Предметы и драгоценности

Подобно силам природы, рукотворные предметы также имеют свою символику в творчестве Толкиена — точнее, в его героико–средневековом мире, где превращения, творимые человеком с природой, есть не что иное, как преобразования (как в случае с головкой эфеса меча, о чем мы еще поговорим), а не разрушения. Давайте же подробнее остановимся на плодах трудов рук человеческих. Хотя, как пишет о символике средневековых предметов историк и культуролог Жак Рибар, «нелегко выбрать то единственное, что помогло бы нам оценить все несметное богатство и многообразие средневековых предметов».

Символический смысл оружия истолковывается, в частности, в романах артуровского цикла, заметно повлиявших на все творчество Толкиена. Так, например, в «Ланселоте» треугольный или четырехугольный щит толкуется как надежный оплот, равно как и знак принадлежности к тому или иному рыцарскому ордену, и даже к определенной «даме сердца». Щит Ганбо(81) украшен гербом, «отображающим храбрость рыцаря». На щитах Каратака(82) и Алардина(83), персонажей «Сказания о Каратаке», изображены «ползущие зеленые львята» и «алые пасти с орлами, несущими белую мантию».

Другое защитное средство — кольчуга, названная в «Ланселоте» «оплотной стеной» рыцаря. Кольчуги на воинах буквально трещали по швам от сокрушительных ударов, а щиты раскалывались в щепки. Но и тогда рыцари продолжали сражаться, и разбитые доспехи им уже заменяла доблесть, презирающая смерть. Так что кольчуга служила защитой скорее символической.

Шлем означал, что «рыцаря, в него облаченного, должны были видеть все те, кто замыслил осквернить Святую церковь».

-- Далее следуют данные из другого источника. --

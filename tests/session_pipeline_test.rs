//! Integration tests for the frame-processing pipeline
//!
//! These tests drive the complete path a live deployment exercises:
//! Frame log -> mirroring -> replay tracker -> normalization ->
//! centroid classification -> presence debouncing -> sentence assembly.

use signscribe::classify::centroid::CentroidTemplate;
use signscribe::classify::CentroidModel;
use signscribe::landmark::normalize;
use signscribe::replay::{replay_log, FrameLog, FrameRecord, HandRecord, ReplayTracker};
use signscribe::session::{SessionController, SharedSession};
use signscribe::tracking::{HandTracker, Mirror};
use signscribe::{Handedness, Symbol, Timestamp};

const WIDTH: u32 = 640;
const HEIGHT: u32 = 480;

/// Pose "A": index finger offset to the right of the wrist
fn pose_a() -> Vec<[f32; 2]> {
    vec![[0.50, 0.50], [0.60, 0.48], [0.62, 0.46]]
}

/// Pose "B": index finger offset below the wrist
fn pose_b() -> Vec<[f32; 2]> {
    vec![[0.50, 0.50], [0.52, 0.62], [0.50, 0.66]]
}

fn frame(elapsed: f64, poses: &[Vec<[f32; 2]>]) -> FrameRecord {
    FrameRecord {
        elapsed_secs: elapsed,
        width: WIDTH,
        height: HEIGHT,
        hands: poses
            .iter()
            .map(|keypoints| HandRecord {
                handedness: Handedness::Right,
                keypoints: keypoints.clone(),
            })
            .collect(),
    }
}

/// Build a template by pushing a pose through the same mirror/track/normalize
/// path the session uses, so classification of that exact pose is exact.
fn template_for(symbol: char, pose: Vec<[f32; 2]>) -> CentroidTemplate {
    let mirrored = frame(0.0, &[pose]).mirrored();
    let hands = ReplayTracker.detect_hands(&mirrored);
    let features = normalize(&hands[0].keypoints).unwrap();
    CentroidTemplate {
        symbol,
        features: features.values().to_vec(),
    }
}

fn model() -> CentroidModel {
    CentroidModel::from_templates(
        vec![template_for('A', pose_a()), template_for('B', pose_b())],
        6,
    )
    .unwrap()
}

#[test]
fn full_pipeline_commits_on_each_hand_removal() {
    let mut log = FrameLog::new("pipeline", 3);
    log.push_frame(frame(0.0, &[pose_a()]));
    log.push_frame(frame(1.5, &[pose_a()]));
    log.push_frame(frame(3.0, &[]));
    log.push_frame(frame(4.5, &[pose_b()]));
    log.push_frame(frame(6.0, &[]));

    let summary = replay_log(&log, model(), 1.0).unwrap();
    assert_eq!(summary.commits, 2);
    assert_eq!(summary.final_snapshot.committed_text, "AB");
    assert_eq!(summary.final_snapshot.pending, None);
}

#[test]
fn last_pose_before_removal_wins_across_frames() {
    let mut log = FrameLog::new("lastwins", 3);
    log.push_frame(frame(0.0, &[pose_a()]));
    log.push_frame(frame(1.5, &[pose_b()]));
    log.push_frame(frame(3.0, &[]));

    let summary = replay_log(&log, model(), 1.0).unwrap();
    assert_eq!(summary.final_snapshot.committed_text, "B");
}

#[test]
fn last_hand_wins_within_one_frame() {
    let mut log = FrameLog::new("multihand", 3);
    log.push_frame(frame(0.0, &[pose_a(), pose_b()]));
    log.push_frame(frame(2.0, &[]));

    let summary = replay_log(&log, model(), 1.0).unwrap();
    assert_eq!(summary.final_snapshot.committed_text, "B");
}

#[test]
fn frames_within_the_interval_change_nothing() {
    let session = SharedSession::new(SessionController::new(ReplayTracker, model(), 1.0));

    let first = session.handle_frame(&frame(0.0, &[pose_a()]), Timestamp::from_secs(0.0));
    assert_eq!(first.pending, Some(Symbol('A')));

    // a different pose 0.4s later must be a pure no-op
    let second = session.handle_frame(&frame(0.4, &[pose_b()]), Timestamp::from_secs(0.4));
    assert_eq!(first, second);

    // even a hand-removal frame inside the interval is ignored
    let third = session.handle_frame(&frame(0.8, &[]), Timestamp::from_secs(0.8));
    assert_eq!(third.committed_text, "");
    assert_eq!(third.pending, Some(Symbol('A')));
}

#[test]
fn committed_text_never_shrinks() {
    let mut log = FrameLog::new("monotonic", 3);
    let script: &[(f64, &[Vec<[f32; 2]>])] = &[
        (0.0, &[pose_a()]),
        (2.0, &[]),
        (4.0, &[pose_b()]),
        (6.0, &[pose_b()]),
        (8.0, &[]),
        (10.0, &[]),
        (12.0, &[pose_a()]),
        (14.0, &[]),
    ];
    for (t, poses) in script {
        log.push_frame(frame(*t, poses));
    }
    log.validate().unwrap();

    let mut session = SessionController::new(ReplayTracker, model(), 1.0);
    let mut prev = 0;
    for f in &log.frames {
        let snap = session.handle_frame(f, Timestamp::from_secs(f.elapsed_secs));
        assert!(snap.committed_text.len() >= prev);
        prev = snap.committed_text.len();
    }
    assert_eq!(session.snapshot().committed_text, "ABA");
}

#[test]
fn shared_session_serializes_submitters() {
    let session = SharedSession::new(SessionController::new(ReplayTracker, model(), 0.0));

    // one submitter raises the hand
    let writer = session.clone();
    let handle = std::thread::spawn(move || {
        writer.handle_frame(&frame(0.0, &[pose_a()]), Timestamp::from_secs(0.0));
    });
    handle.join().unwrap();

    // several submitters race on "hand absent"; the commit must fire once
    let mut handles = Vec::new();
    for i in 0..4 {
        let s = session.clone();
        handles.push(std::thread::spawn(move || {
            let t = 1.0 + i as f64;
            s.handle_frame(&frame(t, &[]), Timestamp::from_secs(t));
        }));
    }
    for h in handles {
        h.join().unwrap();
    }

    assert_eq!(session.committed_text(), "A");
    assert_eq!(session.snapshot().pending, None);
}

#[test]
fn degenerate_hand_never_poisons_the_sentence() {
    let collapsed = vec![[0.5, 0.5], [0.5, 0.5], [0.5, 0.5]];
    let mut log = FrameLog::new("degenerate", 3);
    log.push_frame(frame(0.0, &[collapsed]));
    log.push_frame(frame(2.0, &[]));
    log.push_frame(frame(4.0, &[pose_a()]));
    log.push_frame(frame(6.0, &[]));

    let summary = replay_log(&log, model(), 1.0).unwrap();
    // the collapsed hand was present but unclassifiable, so only 'A' commits
    assert_eq!(summary.final_snapshot.committed_text, "A");
    assert_eq!(summary.commits, 1);
}
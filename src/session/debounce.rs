//! Hand-Presence Debouncing
//!
//! A two-state machine driven once per processed frame by the boolean "at
//! least one hand detected". The `Present -> Absent` edge is the sole commit
//! trigger: the user signals "I am done with this letter" by lowering their
//! hand, which needs no extra UI. Transitions are returned as named events so
//! the controller's commit decision is explicit rather than a side effect.

/// Whether a hand is currently considered visible.
#[derive(Debug, Clone, Copy, PartialEq, Eq, Default)]
pub enum Presence {
    #[default]
    Absent,
    Present,
}

/// Outcome of observing one processed frame.
#[derive(Debug, Clone, Copy, PartialEq, Eq)]
pub enum Transition {
    /// Absent -> Absent: nothing to do
    Idle,
    /// Absent -> Present: a hand entered the frame
    Arrived,
    /// Present -> Present: the hand is still held up
    Held,
    /// Present -> Absent: the hand left the frame; commit point
    Departed,
}

/// Tracks hand visibility across frames and names the transitions.
#[derive(Debug, Clone, Copy, Default)]
pub struct PresenceDebouncer {
    state: Presence,
}

impl PresenceDebouncer {
    pub fn new() -> Self {
        Self::default()
    }

    /// Current presence state
    pub fn state(&self) -> Presence {
        self.state
    }

    /// Feed one processed frame's presence signal and get the transition.
    pub fn observe(&mut self, hand_present: bool) -> Transition {
        let transition = match (self.state, hand_present) {
            (Presence::Absent, true) => Transition::Arrived,
            (Presence::Present, true) => Transition::Held,
            (Presence::Present, false) => Transition::Departed,
            (Presence::Absent, false) => Transition::Idle,
        };
        self.state = if hand_present {
            Presence::Present
        } else {
            Presence::Absent
        };
        transition
    }
}
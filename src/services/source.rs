// src/services/source.rs

//! Carrier payload acquisition.

use async_trait::async_trait;
use reqwest::Client;

use crate::error::{AppError, Result};

/// Supplies the raw carrier payload for a run.
#[async_trait]
pub trait SpecSource: Send + Sync {
    async fn fetch(&self) -> Result<String>;
}

/// Fetches the carrier with an HTTP GET.
pub struct HttpSpecSource {
    client: Client,
    url: String,
}

impl HttpSpecSource {
    pub fn new(client: Client, url: impl Into<String>) -> Self {
        Self {
            client,
            url: url.into(),
        }
    }
}

#[async_trait]
impl SpecSource for HttpSpecSource {
    async fn fetch(&self) -> Result<String> {
        let response = self
            .client
            .get(&self.url)
            .send()
            .await
            .and_then(|r| r.error_for_status())
            .map_err(|e| AppError::fetch(format!("GET {} failed: {e}", self.url)))?;

        let text = response
            .text()
            .await
            .map_err(|e| AppError::fetch(format!("reading {} failed: {e}", self.url)))?;

        log::debug!("Fetched {} bytes from {}", text.len(), self.url);
        Ok(text)
    }
}
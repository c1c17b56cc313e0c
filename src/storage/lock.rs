//! Exclusive run lock.
//!
//! Promotion is not safe under concurrent mutation, so a run holds a lock
//! file in the storage directory from start to finish. A lock left behind by
//! a killed process is reclaimed once it is older than the configured age.

use std::fs::{self, OpenOptions};
use std::io::Write;
use std::path::{Path, PathBuf};
use std::time::Duration;

use chrono::{DateTime, Utc};
use serde::{Deserialize, Serialize};

use crate::error::{AppError, Result};

/// Lock file name inside the storage directory.
pub const LOCK_FILE: &str = ".spec-watch.lock";

/// Contents of the lock file.
#[derive(Debug, Serialize, Deserialize)]
struct LockInfo {
    pid: u32,
    acquired_at: DateTime<Utc>,
}

/// Guard for the storage directory; the lock is released on drop.
#[derive(Debug)]
pub struct RunLock {
    path: PathBuf,
}

impl RunLock {
    /// Acquire the lock in `dir`, reclaiming it if older than `stale_after`.
    pub fn acquire(dir: &Path, stale_after: Duration) -> Result<Self> {
        fs::create_dir_all(dir).map_err(|e| AppError::store(dir.display(), e))?;
        let path = dir.join(LOCK_FILE);

        match Self::create(&path) {
            Ok(lock) => Ok(lock),
            Err(e) if e.kind() == std::io::ErrorKind::AlreadyExists => {
                let age = Self::age(&path);
                if age.is_some_and(|age| age <= stale_after) {
                    return Err(held(&path));
                }
                log::warn!(
                    "Reclaiming stale lock {} (age: {:?})",
                    path.display(),
                    age
                );
                Self::reclaim(&path, stale_after)
            }
            Err(e) => Err(AppError::store(path.display(), e)),
        }
    }

    /// Move a stale lock aside and take its place.
    ///
    /// Another run may have reclaimed the lock since its age was read, so the
    /// moved file is checked again and put back if it turns out to be fresh.
    fn reclaim(path: &Path, stale_after: Duration) -> Result<Self> {
        let aside = path.with_file_name(format!("{LOCK_FILE}.{}.stale", std::process::id()));

        match fs::rename(path, &aside) {
            Ok(()) => {}
            // Already reclaimed and released by someone else
            Err(e) if e.kind() == std::io::ErrorKind::NotFound => {
                return Self::create_or_held(path);
            }
            Err(e) => return Err(AppError::store(path.display(), e)),
        }

        if Self::age(&aside).is_some_and(|age| age <= stale_after) {
            if let Err(e) = fs::hard_link(&aside, path) {
                log::warn!("Failed to restore lock {}: {}", path.display(), e);
            }
            discard(&aside);
            return Err(held(path));
        }

        discard(&aside);
        Self::create_or_held(path)
    }

    fn create_or_held(path: &Path) -> Result<Self> {
        Self::create(path).map_err(|e| match e.kind() {
            std::io::ErrorKind::AlreadyExists => held(path),
            _ => AppError::store(path.display(), e),
        })
    }

    pub fn path(&self) -> &Path {
        &self.path
    }

    fn create(path: &Path) -> std::io::Result<Self> {
        let mut file = OpenOptions::new().write(true).create_new(true).open(path)?;
        let info = LockInfo {
            pid: std::process::id(),
            acquired_at: Utc::now(),
        };
        let body = serde_json::to_vec(&info).map_err(std::io::Error::other)?;
        file.write_all(&body)?;
        Ok(Self {
            path: path.to_path_buf(),
        })
    }

    /// Age of an existing lock; `None` if it cannot be determined.
    fn age(path: &Path) -> Option<Duration> {
        let recorded = fs::read(path)
            .ok()
            .and_then(|bytes| serde_json::from_slice::<LockInfo>(&bytes).ok())
            .map(|info| (Utc::now() - info.acquired_at).to_std().unwrap_or_default());

        // Half-written lock files fall back to the file's mtime
        recorded.or_else(|| fs::metadata(path).ok()?.modified().ok()?.elapsed().ok())
    }
}

fn held(path: &Path) -> AppError {
    AppError::store(path.display(), "another run holds the lock")
}

fn discard(path: &Path) {
    if let Err(e) = fs::remove_file(path) {
        log::warn!("Failed to remove {}: {}", path.display(), e);
    }
}

impl Drop for RunLock {
    fn drop(&mut self) {
        if let Err(e) = fs::remove_file(&self.path) {
            log::warn!("Failed to release lock {}: {}", self.path.display(), e);
        }
    }
}

#[cfg(test)]
mod tests {
    use tempfile::TempDir;

    use super::*;

    const HOUR: Duration = Duration::from_secs(3600);

    #[test]
    fn test_acquire_and_release() {
        let tmp = TempDir::new().unwrap();
        let lock = RunLock::acquire(tmp.path(), HOUR).unwrap();
        let path = lock.path().to_path_buf();
        assert!(path.exists());

        drop(lock);
        assert!(!path.exists());
    }

    #[test]
    fn test_second_acquire_is_rejected() {
        let tmp = TempDir::new().unwrap();
        let _held = RunLock::acquire(tmp.path(), HOUR).unwrap();

        let err = RunLock::acquire(tmp.path(), HOUR).unwrap_err();
        assert!(matches!(err, AppError::Store(_)));
        assert!(err.to_string().contains("another run holds the lock"));
    }

    #[test]
    fn test_stale_lock_is_reclaimed() {
        let tmp = TempDir::new().unwrap();
        let stale = LockInfo {
            pid: 1,
            acquired_at: Utc::now() - chrono::Duration::hours(2),
        };
        fs::write(tmp.path().join(LOCK_FILE), serde_json::to_vec(&stale).unwrap()).unwrap();

        let lock = RunLock::acquire(tmp.path(), HOUR).unwrap();
        let info: LockInfo = serde_json::from_slice(&fs::read(lock.path()).unwrap()).unwrap();
        assert_eq!(info.pid, std::process::id());
    }

    #[test]
    fn test_reclaim_leaves_no_stale_file() {
        let tmp = TempDir::new().unwrap();
        let stale = LockInfo {
            pid: 1,
            acquired_at: Utc::now() - chrono::Duration::hours(2),
        };
        fs::write(tmp.path().join(LOCK_FILE), serde_json::to_vec(&stale).unwrap()).unwrap();

        let _lock = RunLock::acquire(tmp.path(), HOUR).unwrap();
        let names: Vec<_> = fs::read_dir(tmp.path())
            .unwrap()
            .map(|entry| entry.unwrap().file_name())
            .collect();
        assert_eq!(names, vec![std::ffi::OsString::from(LOCK_FILE)]);
    }

    #[test]
    fn test_reclaim_backs_off_from_fresh_lock() {
        // Another run re-took the lock between the age check and the reclaim
        let tmp = TempDir::new().unwrap();
        let path = tmp.path().join(LOCK_FILE);
        let fresh = LockInfo {
            pid: 42,
            acquired_at: Utc::now(),
        };
        fs::write(&path, serde_json::to_vec(&fresh).unwrap()).unwrap();

        let err = RunLock::reclaim(&path, HOUR).unwrap_err();
        assert!(err.to_string().contains("another run holds the lock"));

        let info: LockInfo = serde_json::from_slice(&fs::read(&path).unwrap()).unwrap();
        assert_eq!(info.pid, 42);
        assert_eq!(fs::read_dir(tmp.path()).unwrap().count(), 1);
    }

    #[test]
    fn test_creates_missing_directory() {
        let tmp = TempDir::new().unwrap();
        let dir = tmp.path().join("nested").join("specs");
        let lock = RunLock::acquire(&dir, HOUR).unwrap();
        assert!(lock.path().starts_with(&dir));
    }
}
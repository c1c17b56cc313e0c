// src/pipeline/status.rs

//! Stored state inspection.

use crate::error::Result;
use crate::models::Config;
use crate::storage::{BaselineStore, LocalBaselineStore, SlotInfo, StoreStatus};

/// Describe the baseline and latest slots of the configured store.
pub async fn run_status(config: &Config) -> Result<StoreStatus> {
    let store = LocalBaselineStore::from_config(config.storage_dir()?, &config.storage).await?;
    let status = store.status().await?;

    log_slot("Baseline", status.baseline.as_ref());
    log_slot("Latest", status.latest.as_ref());
    if status.pending_drift() {
        log::info!("Latest differs from baseline; the next run will compare them");
    }
    Ok(status)
}

fn log_slot(name: &str, slot: Option<&SlotInfo>) {
    let Some(slot) = slot else {
        log::info!("{name}: not found");
        return;
    };
    log::info!(
        "{name}: {} v{} ({} operations)",
        slot.title.as_deref().unwrap_or("<untitled>"),
        slot.version.as_deref().unwrap_or("?"),
        slot.operations
    );
    log::info!("    location: {}", slot.location);
    log::info!("    sha256:   {}", slot.fingerprint);
    if let Some(modified) = slot.modified {
        log::info!("    updated:  {}", modified.to_rfc3339());
    }
}
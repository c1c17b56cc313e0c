// src/services/notifier.rs

//! Change report delivery.

use async_trait::async_trait;
use reqwest::Client;
use serde::Serialize;

use crate::error::{AppError, Result};

/// Delivers a report to an external channel.
#[async_trait]
pub trait Notifier: Send + Sync {
    async fn notify(&self, text: &str) -> Result<()>;
}

/// Body accepted by Slack-style incoming webhooks.
#[derive(Debug, Serialize)]
struct WebhookMessage<'a> {
    text: &'a str,
}

/// Posts reports to an incoming-webhook URL.
pub struct WebhookNotifier {
    client: Client,
    webhook_url: String,
}

impl WebhookNotifier {
    pub fn new(client: Client, webhook_url: impl Into<String>) -> Self {
        Self {
            client,
            webhook_url: webhook_url.into(),
        }
    }
}

#[async_trait]
impl Notifier for WebhookNotifier {
    async fn notify(&self, text: &str) -> Result<()> {
        let response = self
            .client
            .post(&self.webhook_url)
            .header(
                reqwest::header::CONTENT_TYPE,
                "application/json; charset=utf-8",
            )
            .body(serde_json::to_vec(&WebhookMessage { text })?)
            .send()
            .await
            .map_err(|e| AppError::notify(format!("webhook request failed: {e}")))?;

        let status = response.status();
        let body = response.text().await.unwrap_or_default();
        log::debug!("Webhook responded {}: {}", status, body);

        if !status.is_success() {
            return Err(AppError::notify(format!(
                "webhook returned {}: {}",
                status,
                body.trim()
            )));
        }
        Ok(())
    }
}

#[cfg(test)]
mod tests {
    use std::io::Read;
    use std::thread;

    use tiny_http::{Response, Server};

    use super::*;

    /// Serve one request with `status`, returning the received body.
    fn one_shot(status: u16) -> (String, thread::JoinHandle<(String, String)>) {
        let server = Server::http("127.0.0.1:0").unwrap();
        let addr = server.server_addr().to_ip().unwrap();
        let handle = thread::spawn(move || {
            let mut request = server.recv().unwrap();
            let content_type = request
                .headers()
                .iter()
                .find(|h| h.field.equiv("Content-Type"))
                .map(|h| h.value.to_string())
                .unwrap_or_default();
            let mut body = String::new();
            request.as_reader().read_to_string(&mut body).unwrap();
            let _ = request.respond(Response::from_string("ok").with_status_code(status));
            (content_type, body)
        });
        (format!("http://{addr}/hook"), handle)
    }

    #[tokio::test]
    async fn test_posts_text_payload() {
        let (url, handle) = one_shot(200);
        let notifier = WebhookNotifier::new(Client::new(), url);

        notifier.notify("🚨 header\n- POST /users").await.unwrap();

        let (content_type, body) = handle.join().unwrap();
        assert_eq!(content_type, "application/json; charset=utf-8");
        let payload: serde_json::Value = serde_json::from_str(&body).unwrap();
        assert_eq!(payload, serde_json::json!({ "text": "🚨 header\n- POST /users" }));
    }

    #[tokio::test]
    async fn test_non_success_status_is_notify_error() {
        let (url, handle) = one_shot(500);
        let notifier = WebhookNotifier::new(Client::new(), url);

        let err = notifier.notify("text").await.unwrap_err();
        assert!(matches!(err, AppError::Notify(_)));
        assert!(!err.is_fatal());
        handle.join().unwrap();
    }

    #[tokio::test]
    async fn test_unreachable_endpoint_is_notify_error() {
        // Bind then drop to obtain a port nothing listens on
        let port = std::net::TcpListener::bind("127.0.0.1:0")
            .unwrap()
            .local_addr()
            .unwrap()
            .port();
        let notifier = WebhookNotifier::new(Client::new(), format!("http://127.0.0.1:{port}/"));
        let err = notifier.notify("text").await.unwrap_err();
        assert!(matches!(err, AppError::Notify(_)));
    }
}
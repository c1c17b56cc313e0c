//! API contract document.

use serde::{Deserialize, Serialize};
use serde_json::Value;
use sha2::{Digest, Sha256};

/// HTTP methods that mark an operation under an OpenAPI path item.
const OPERATION_METHODS: [&str; 8] = [
    "get", "put", "post", "delete", "options", "head", "patch", "trace",
];

/// An opaque structured API contract.
///
/// The watcher never interprets the document beyond a few summary fields;
/// comparison is left to the diff engine.
#[derive(Debug, Clone, PartialEq, Serialize, Deserialize)]
#[serde(transparent)]
pub struct SpecDocument(Value);

impl SpecDocument {
    pub fn new(value: Value) -> Self {
        Self(value)
    }

    pub fn as_value(&self) -> &Value {
        &self.0
    }

    /// SHA-256 over the compact JSON serialization.
    pub fn fingerprint(&self) -> String {
        let bytes = serde_json::to_vec(&self.0).unwrap_or_default();
        hex::encode(Sha256::digest(&bytes))
    }

    /// Short fingerprint for log lines.
    pub fn short_fingerprint(&self) -> String {
        self.fingerprint()[..12].to_string()
    }

    /// `info.title`, if present.
    pub fn title(&self) -> Option<&str> {
        self.0.pointer("/info/title").and_then(Value::as_str)
    }

    /// `info.version`, if present.
    pub fn version(&self) -> Option<&str> {
        self.0.pointer("/info/version").and_then(Value::as_str)
    }

    /// Number of operations (method entries) under `paths`.
    pub fn operation_count(&self) -> usize {
        self.0
            .get("paths")
            .and_then(Value::as_object)
            .map(|paths| {
                paths
                    .values()
                    .filter_map(Value::as_object)
                    .map(|item| {
                        item.keys()
                            .filter(|k| OPERATION_METHODS.contains(&k.to_ascii_lowercase().as_str()))
                            .count()
                    })
                    .sum()
            })
            .unwrap_or(0)
    }
}
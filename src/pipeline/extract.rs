// src/pipeline/extract.rs

//! Dry extraction.

use crate::error::{AppError, Result};
use crate::models::{Config, SpecDocument};
use crate::services::{Extractor, HttpSpecSource, SpecSource};
use crate::utils::http;

/// Fetch the carrier and extract the current document.
///
/// Only the source settings are required; nothing is persisted.
pub async fn run_extract(config: &Config) -> Result<SpecDocument> {
    let url = config.source_url()?;
    let client = http::create_client(&config.source.user_agent, config.source.timeout_secs)?;
    let source = HttpSpecSource::new(client, url);
    let extractor = Extractor::from_config(&config.source)?;

    extract_from(&source, &extractor).await
}

pub(crate) async fn extract_from(
    source: &dyn SpecSource,
    extractor: &Extractor,
) -> Result<SpecDocument> {
    let carrier = source.fetch().await?;
    let doc = extractor.extract(&carrier)?;
    log::info!(
        "Extracted {} ({} operations, {})",
        doc.title().unwrap_or("<untitled>"),
        doc.operation_count(),
        doc.short_fingerprint()
    );
    Ok(doc)
}

/// Render a document the way it is shown to the user.
pub fn to_pretty_json(doc: &SpecDocument) -> Result<String> {
    serde_json::to_string_pretty(doc).map_err(AppError::from)
}

#[cfg(test)]
mod tests {
    use std::thread;

    use serde_json::json;
    use tiny_http::{Response, Server};

    use super::*;

    #[tokio::test]
    async fn test_run_extract_from_http_source() {
        let server = Server::http("127.0.0.1:0").unwrap();
        let addr = server.server_addr().to_ip().unwrap();
        thread::spawn(move || {
            if let Ok(request) = server.recv() {
                let body = r#"let options = {"swaggerDoc": {"openapi": "3.0.0", "paths": {}}};"#;
                let _ = request.respond(Response::from_string(body));
            }
        });

        let mut config = Config::default();
        config.source.url = Some(format!("http://{addr}/docs/swagger-ui-init.js"));

        let doc = run_extract(&config).await.unwrap();
        assert_eq!(doc.as_value(), &json!({ "openapi": "3.0.0", "paths": {} }));
        assert!(to_pretty_json(&doc).unwrap().contains("\"openapi\": \"3.0.0\""));
    }

    #[tokio::test]
    async fn test_run_extract_requires_source_url() {
        let err = run_extract(&Config::default()).await.unwrap_err();
        assert!(matches!(err, AppError::Config(_)));
    }
}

Однако шлем может принести и погибель: так, в «Поисках Грааля» рыцари в шлемах, обознавшись, обнажают мечи и бросаются друг на друга. В «Сильмариллионе» огромный незадачливый Турин водружает шишак на голову дракона, который предрекает ему битву с великим драконом Глаурунгом, посланцем Моргота. В конце концов, он одолевает дракона, но тот успевает предопределить и его собственную смерть, вернее самоубийство, погубив Ниниэль, несчастную жену Турина.